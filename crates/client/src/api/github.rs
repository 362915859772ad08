use db::models::github_link::{CreateGitHubLink, GitHubLink};
use reqwest::Method;
use utils::response::MessageResponse;

use super::ApiClient;
use crate::{
    cache::{Mutation, QueryParams, Resource},
    error::ClientError,
};

impl ApiClient {
    pub async fn list_github_links(&self, task_id: i64) -> Result<Vec<GitHubLink>, ClientError> {
        self.get(
            Resource::GitHubLinks,
            &format!("/github/links/{task_id}"),
            QueryParams::new(),
        )
        .await
    }

    pub async fn create_github_link(
        &self,
        task_id: i64,
        payload: &CreateGitHubLink,
    ) -> Result<GitHubLink, ClientError> {
        self.mutate(
            Method::POST,
            &format!("/github/links/{task_id}"),
            Some(payload),
            Mutation::GitHubLink,
        )
        .await
    }

    pub async fn delete_github_link(
        &self,
        task_id: i64,
        link_id: i64,
    ) -> Result<MessageResponse, ClientError> {
        self.mutate(
            Method::DELETE,
            &format!("/github/links/{task_id}/{link_id}"),
            None::<&()>,
            Mutation::GitHubLink,
        )
        .await
    }
}
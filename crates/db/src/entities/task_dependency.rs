use sea_orm::entity::prelude::*;

#[derive(Clone, Debug, PartialEq, Eq, DeriveEntityModel)]
#[sea_orm(table_name = "task_dependencies")]
pub struct Model {
    #[sea_orm(primary_key, auto_increment = false)]
    pub task_id: i64,
    #[sea_orm(primary_key, auto_increment = false)]
    pub depends_on_id: i64,
}

#[derive(Copy, Clone, Debug, EnumIter, DeriveRelation)]
pub enum Relation {}

impl ActiveModelBehavior for ActiveModel {}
════════
EXERCISE AIM: Each line of the material that contains the string "Method" has to be copied out.

TASK SOLUTION:
use reqwest::Method;
            Method::POST,
            Method::DELETE,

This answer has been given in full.